Records drawn from a dataset:
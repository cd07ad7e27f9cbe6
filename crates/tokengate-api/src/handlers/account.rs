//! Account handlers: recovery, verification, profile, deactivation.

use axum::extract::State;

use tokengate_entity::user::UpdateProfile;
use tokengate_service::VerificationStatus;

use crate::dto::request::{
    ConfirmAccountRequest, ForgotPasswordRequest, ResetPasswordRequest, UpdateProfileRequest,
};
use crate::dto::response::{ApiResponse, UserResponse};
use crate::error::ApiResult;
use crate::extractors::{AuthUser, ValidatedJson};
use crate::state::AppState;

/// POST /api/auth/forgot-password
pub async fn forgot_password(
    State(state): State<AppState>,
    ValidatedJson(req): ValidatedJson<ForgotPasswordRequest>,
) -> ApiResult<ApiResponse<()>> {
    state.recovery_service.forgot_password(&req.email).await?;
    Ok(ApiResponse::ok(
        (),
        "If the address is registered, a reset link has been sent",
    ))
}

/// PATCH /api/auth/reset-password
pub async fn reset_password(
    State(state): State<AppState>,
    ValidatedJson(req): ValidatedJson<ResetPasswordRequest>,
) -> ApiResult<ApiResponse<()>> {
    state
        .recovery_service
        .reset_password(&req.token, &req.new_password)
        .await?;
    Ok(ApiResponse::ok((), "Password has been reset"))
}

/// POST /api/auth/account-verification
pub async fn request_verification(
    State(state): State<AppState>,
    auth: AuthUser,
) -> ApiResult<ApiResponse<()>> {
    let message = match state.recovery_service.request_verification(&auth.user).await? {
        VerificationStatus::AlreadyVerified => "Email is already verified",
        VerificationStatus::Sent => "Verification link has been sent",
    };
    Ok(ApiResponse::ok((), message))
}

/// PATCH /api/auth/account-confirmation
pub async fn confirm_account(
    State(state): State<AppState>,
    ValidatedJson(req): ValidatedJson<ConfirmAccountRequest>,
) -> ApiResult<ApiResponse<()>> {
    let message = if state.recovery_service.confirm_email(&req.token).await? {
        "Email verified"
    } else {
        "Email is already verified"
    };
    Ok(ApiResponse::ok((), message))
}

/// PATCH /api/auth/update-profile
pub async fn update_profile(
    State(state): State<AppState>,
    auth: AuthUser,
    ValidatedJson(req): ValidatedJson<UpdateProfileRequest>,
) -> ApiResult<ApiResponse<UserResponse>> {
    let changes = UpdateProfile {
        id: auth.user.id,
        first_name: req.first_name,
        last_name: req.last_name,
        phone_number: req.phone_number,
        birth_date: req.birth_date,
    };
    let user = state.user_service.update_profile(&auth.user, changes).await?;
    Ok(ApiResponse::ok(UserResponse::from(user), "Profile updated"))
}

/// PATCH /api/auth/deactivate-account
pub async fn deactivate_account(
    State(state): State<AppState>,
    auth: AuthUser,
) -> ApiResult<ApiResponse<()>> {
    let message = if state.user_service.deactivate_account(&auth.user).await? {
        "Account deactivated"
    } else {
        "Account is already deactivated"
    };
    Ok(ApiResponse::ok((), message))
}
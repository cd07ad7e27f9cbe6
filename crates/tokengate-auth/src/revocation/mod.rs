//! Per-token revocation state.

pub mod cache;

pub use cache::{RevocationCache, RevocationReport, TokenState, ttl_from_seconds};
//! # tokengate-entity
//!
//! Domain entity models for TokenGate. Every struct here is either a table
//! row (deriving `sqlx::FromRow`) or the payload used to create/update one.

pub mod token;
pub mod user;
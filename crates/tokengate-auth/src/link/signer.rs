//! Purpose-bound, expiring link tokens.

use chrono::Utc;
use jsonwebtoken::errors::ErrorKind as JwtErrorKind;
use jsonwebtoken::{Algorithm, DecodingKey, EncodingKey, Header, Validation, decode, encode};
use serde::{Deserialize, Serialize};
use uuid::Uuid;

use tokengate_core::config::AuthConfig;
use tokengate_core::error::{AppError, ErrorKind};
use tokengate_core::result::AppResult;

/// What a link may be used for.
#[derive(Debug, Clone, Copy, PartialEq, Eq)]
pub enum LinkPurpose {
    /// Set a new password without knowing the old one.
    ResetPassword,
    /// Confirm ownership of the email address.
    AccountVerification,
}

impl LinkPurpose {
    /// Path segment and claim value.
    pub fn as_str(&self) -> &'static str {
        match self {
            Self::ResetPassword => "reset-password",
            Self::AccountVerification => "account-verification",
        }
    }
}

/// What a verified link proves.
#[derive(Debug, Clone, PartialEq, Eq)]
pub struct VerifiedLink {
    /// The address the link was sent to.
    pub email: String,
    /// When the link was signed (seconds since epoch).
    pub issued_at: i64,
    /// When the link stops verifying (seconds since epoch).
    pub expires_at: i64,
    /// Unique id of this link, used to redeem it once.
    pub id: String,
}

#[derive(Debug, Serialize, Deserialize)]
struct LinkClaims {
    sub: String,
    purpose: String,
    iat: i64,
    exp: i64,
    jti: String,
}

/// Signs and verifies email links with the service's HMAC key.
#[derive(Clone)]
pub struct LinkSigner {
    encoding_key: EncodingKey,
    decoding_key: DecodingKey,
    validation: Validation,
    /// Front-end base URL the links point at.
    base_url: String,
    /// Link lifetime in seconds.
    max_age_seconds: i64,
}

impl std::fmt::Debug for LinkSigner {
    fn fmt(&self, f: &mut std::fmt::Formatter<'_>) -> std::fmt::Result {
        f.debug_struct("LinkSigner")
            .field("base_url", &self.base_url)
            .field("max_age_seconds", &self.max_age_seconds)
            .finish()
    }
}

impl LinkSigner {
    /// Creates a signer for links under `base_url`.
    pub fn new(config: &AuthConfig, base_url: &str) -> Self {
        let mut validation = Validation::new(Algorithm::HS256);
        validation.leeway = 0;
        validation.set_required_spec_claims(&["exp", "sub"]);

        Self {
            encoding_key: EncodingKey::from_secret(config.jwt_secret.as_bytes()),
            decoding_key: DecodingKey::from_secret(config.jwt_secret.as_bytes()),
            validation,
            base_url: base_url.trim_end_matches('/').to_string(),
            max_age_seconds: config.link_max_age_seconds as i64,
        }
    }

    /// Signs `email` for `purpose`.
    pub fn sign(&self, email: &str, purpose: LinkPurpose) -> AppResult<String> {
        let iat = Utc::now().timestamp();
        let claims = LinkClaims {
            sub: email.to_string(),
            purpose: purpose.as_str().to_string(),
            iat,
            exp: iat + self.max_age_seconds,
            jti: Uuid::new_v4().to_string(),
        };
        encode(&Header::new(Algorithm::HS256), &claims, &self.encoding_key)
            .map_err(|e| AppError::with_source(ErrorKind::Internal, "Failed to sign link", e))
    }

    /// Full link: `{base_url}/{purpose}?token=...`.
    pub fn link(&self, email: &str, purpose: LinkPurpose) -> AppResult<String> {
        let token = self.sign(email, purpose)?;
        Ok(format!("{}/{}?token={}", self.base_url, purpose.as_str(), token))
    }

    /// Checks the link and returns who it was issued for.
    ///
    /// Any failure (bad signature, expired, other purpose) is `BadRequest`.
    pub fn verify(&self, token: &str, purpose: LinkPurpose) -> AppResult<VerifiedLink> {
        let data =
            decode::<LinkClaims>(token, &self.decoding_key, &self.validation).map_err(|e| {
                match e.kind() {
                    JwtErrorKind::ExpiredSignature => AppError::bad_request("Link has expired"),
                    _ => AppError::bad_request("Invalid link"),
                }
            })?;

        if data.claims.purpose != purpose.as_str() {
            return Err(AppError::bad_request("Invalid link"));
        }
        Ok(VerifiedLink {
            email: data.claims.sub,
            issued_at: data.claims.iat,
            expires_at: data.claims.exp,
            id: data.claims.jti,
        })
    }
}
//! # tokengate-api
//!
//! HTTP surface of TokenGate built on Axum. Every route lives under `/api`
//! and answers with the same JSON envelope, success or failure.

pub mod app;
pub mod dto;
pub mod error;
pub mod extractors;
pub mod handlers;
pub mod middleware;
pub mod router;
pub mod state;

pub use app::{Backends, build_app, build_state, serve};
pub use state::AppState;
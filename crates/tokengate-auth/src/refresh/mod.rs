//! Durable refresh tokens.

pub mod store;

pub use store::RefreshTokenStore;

> [YOUR ASSIGNMENT]
Reproduce exactly the stretch of lines that starts at the one containing "pub mod extractors;" and ends with the final line of the data, including both ends and nothing more.

> [TASK ANSWER]
pub mod extractors;
pub mod handlers;
pub mod middleware;
pub mod router;
pub mod state;

pub use app::{Backends, build_app, build_state, serve};
pub use state::AppState;
filename crates/tokengate-auth/src/refresh/mod.rs
//! Durable refresh tokens.

pub mod store;

pub use store::RefreshTokenStore;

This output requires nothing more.